Qantas has slowly been releasing more details about the passenger experience we can expect onboard these jets. With Qantas having just resumed flights to New York (via Auckland), the airline has now revealed all the details about the four cabins on the A350-1000. Let’s recap all the details.

Basics of Qantas Airbus A350-1000 layout

Qantas’ A350-1000s will feature just 238 seats, spread across four cabins, including first class, business class, premium economy, and economy. Qantas will have the fewest seats of any A350-1000 operator in the world. This very sparse configuration serves a couple of main purposes:

  • In order for these flights to be profitable, Qantas will have to heavily focus on premium traffic, so having more premium seats makes it easier to maximize revenue
  • Having fewer seats keeps the weight of the aircraft down, enabling these flights to be operated nonstop

As far as the general layout goes:

  • First class will have a total of six seats, in a 1-1-1 configuration
  • Business class will have a total of 52 seats, in a 1-2-1 configuration
  • Premium economy will have a total of 40 seats, in a 2-4-2 configuration
  • Economy will have a total of 140 seats, in a 3-3-3 configuration
Seatmap for the Qantas Airbus A350-1000
Layout for the Qantas Airbus A350-1000

Below is a video of the cabin layout on Qantas’ Airbus A350-1000s, and then below I’ll talk more about each cabin.

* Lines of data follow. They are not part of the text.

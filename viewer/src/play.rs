//! Static positions the user can play on
//!
//! A block without moves shows a single position. When it is movable, pieces may only be dragged
//! to legal destinations, and every accepted move updates the position, the highlight and the
//! destinations of the side to move.

use crate::adapt;
use crate::delta::BoardDelta;
use crate::diff::{self, MoveShape};
use crate::options::BlockOptions;
use crate::session::write_shapes;
use crate::setup::StartPosition;

use chessview_board::{BoardState, BoardWidget, Dests, Key, LastMove, Role, Shape};
use shakmaty::variant::VariantPosition;
use shakmaty::{Move, Position};
use std::collections::BTreeMap;
use std::fmt::Write as _;
use tracing::debug;

/// Role a pawn promotes to when it is dragged to the last rank
pub const DEFAULT_PROMOTION: Role = Role::Queen;

fn push_dest(map: &mut BTreeMap<Key, Vec<Key>>, orig: Key, dest: Key) {
    let dests = map.entry(orig).or_default();
    if !dests.contains(&dest) {
        dests.push(dest);
    }
}

/// Legal destinations of the side to move
///
/// Drops have no origin square and are left out. A castling king may be dragged either to its
/// target square or onto its rook.
pub fn dests<P: Position>(pos: &P) -> Dests {
    let mut map = BTreeMap::new();
    for m in pos.legal_moves() {
        match MoveShape::of(&m) {
            MoveShape::Drop { .. } => {}
            MoveShape::Regular { from, to }
            | MoveShape::Promotion { from, to, .. }
            | MoveShape::EnPassant { from, to, .. } => push_dest(&mut map, from, to),
            MoveShape::Castle {
                king,
                rook,
                king_to,
                ..
            } => {
                if king_to != king {
                    push_dest(&mut map, king, king_to);
                }
                push_dest(&mut map, king, rook);
            }
        }
    }
    map.into_iter()
        .map(|(orig, mut dests)| {
            dests.sort();
            (orig, dests)
        })
        .collect()
}

fn find_move<P: Position>(pos: &P, from: Key, to: Key) -> Option<Move> {
    pos.legal_moves()
        .into_iter()
        .find(|m| match MoveShape::of(m) {
            MoveShape::Regular { from: f, to: t } | MoveShape::EnPassant { from: f, to: t, .. } => {
                (f, t) == (from, to)
            }
            MoveShape::Promotion { from: f, to: t, role } => {
                (f, t) == (from, to) && role == DEFAULT_PROMOTION
            }
            MoveShape::Castle {
                king,
                rook,
                king_to,
                ..
            } => king == from && (to == rook || to == king_to),
            MoveShape::Drop { .. } => false,
        })
}

/// Position of a block without moves
#[derive(Debug, Clone)]
pub struct StaticPosition {
    position: VariantPosition,
    user_move: Option<LastMove>,
    movable: bool,
    drawable: bool,
}

impl StaticPosition {
    pub fn new(start: &StartPosition, movable: bool, drawable: bool) -> Self {
        StaticPosition {
            position: start.position().clone(),
            user_move: None,
            movable,
            drawable,
        }
    }

    pub fn from_options(options: &BlockOptions) -> Self {
        Self::new(
            &options.start_position(),
            options.is_movable(),
            options.is_drawable(),
        )
    }

    pub fn position(&self) -> &VariantPosition {
        &self.position
    }

    pub fn fen(&self) -> String {
        adapt::fen(&self.position)
    }

    pub fn is_movable(&self) -> bool {
        self.movable
    }

    /// Last move played by the user, as dragged
    pub fn user_move(&self) -> Option<LastMove> {
        self.user_move
    }

    /// Destinations the user may drag to; empty if the position is not movable
    pub fn dests(&self) -> Dests {
        if self.movable {
            dests(&self.position)
        } else {
            Dests::new()
        }
    }

    /// Turn, check and destinations to send after the position has changed
    pub fn movable_state(&self) -> BoardState {
        BoardState {
            turn: Some(adapt::turn(&self.position)),
            check: Some(self.position.is_check()),
            movable_dests: Some(self.dests()),
            ..BoardState::default()
        }
    }

    /// Plays the move the user dragged from `from` to `to`
    ///
    /// Only legal moves are accepted, and a pawn reaching the last rank becomes a
    /// [`DEFAULT_PROMOTION`]. The dragged squares become the highlight. Returns `None` and keeps
    /// the position if the move is rejected.
    ///
    /// The widget may already show the dragged piece on `to`. Applying the returned delta to such
    /// a board gives the same placement.
    pub fn play_user_move(&mut self, from: Key, to: Key) -> Option<BoardDelta> {
        if !self.movable {
            debug!(%from, %to, "position is not movable");
            return None;
        }
        let Some(m) = find_move(&self.position, from, to) else {
            debug!(%from, %to, "rejecting illegal move");
            return None;
        };
        let before = self.position.clone();
        let motion = diff::forward(&before, &m);
        self.position.play_unchecked(&m);
        let last_move = Some(LastMove(from, to));
        self.user_move = last_move;
        let turn = adapt::turn(&self.position);
        let check = self.position.is_check();
        if !diff::is_exact(&before, &motion, &self.position) {
            return Some(BoardDelta::FullSnapshot {
                fen: self.fen(),
                turn,
                check,
                last_move,
            });
        }
        Some(BoardDelta::PieceDiff {
            motion,
            turn,
            check,
            last_move,
        })
    }

    /// Plays a user move and updates the widget; returns `true` if the move was accepted
    pub fn on_user_move<W: BoardWidget + ?Sized>(
        &mut self,
        board: &mut W,
        from: Key,
        to: Key,
    ) -> bool {
        let Some(delta) = self.play_user_move(from, to) else {
            return false;
        };
        delta.apply(board);
        board.set(self.movable_state());
        true
    }

    /// Text for the position info panel
    ///
    /// Movable positions show their FEN and the last move of the user. Drawable ones list the
    /// shapes the user has drawn.
    pub fn info_text(&self, user_shapes: &[Shape]) -> String {
        let mut res = String::new();
        if self.movable {
            let _ = writeln!(res, "fen: {}", self.fen());
            if let Some(LastMove(from, to)) = self.user_move {
                let _ = writeln!(res, "lastMove: {} {}", from, to);
            }
        }
        if self.drawable {
            write_shapes(&mut res, user_shapes);
        }
        res.trim_end().to_string()
    }
}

Qantas Airbus A350 first class suite

Qantas’ Airbus A350-1000s will each feature six first class suites, and will be a completely new product compared to what’s available on the Airbus A380. Here are some basic details of the new first class suites:

  • First class suites will feature both a reclining armchair (22″ wide) and a separate bed (80″ long), similar to what you’d find in Singapore Airlines’ A380 Suites
  • First class suites will have privacy doors and walls; you can expect that the walls will be 57″ tall, so they’re not floor-to-ceiling like in Emirates’ new 777 first class, but rather they’re more shoulder-height
  • First class suites will feature plenty of storage, as you can place bags and belongings underneath the bed and ottoman, and there are also several storage compartments
  • First class suites will feature a 32″ television with bluetooth audio, a personal wardrobe, and a mirror
  • First class suites will feature tailored lighting, temperature, and humidification, for wellbeing
  • First class suites will have multiple charging options, including AC power, USB-A, USB-C, and wireless

Below is some more information about the new first class suite, as well as some renderings.

Qantas first class Airbus A350
Qantas first class Airbus A350
Qantas first class Airbus A350
Qantas first class Airbus A350

This looks like a pretty solid product, and I can’t wait to see it in the flesh. Something tells me that this might be quite similar to Japan Airlines’ new A350 first class.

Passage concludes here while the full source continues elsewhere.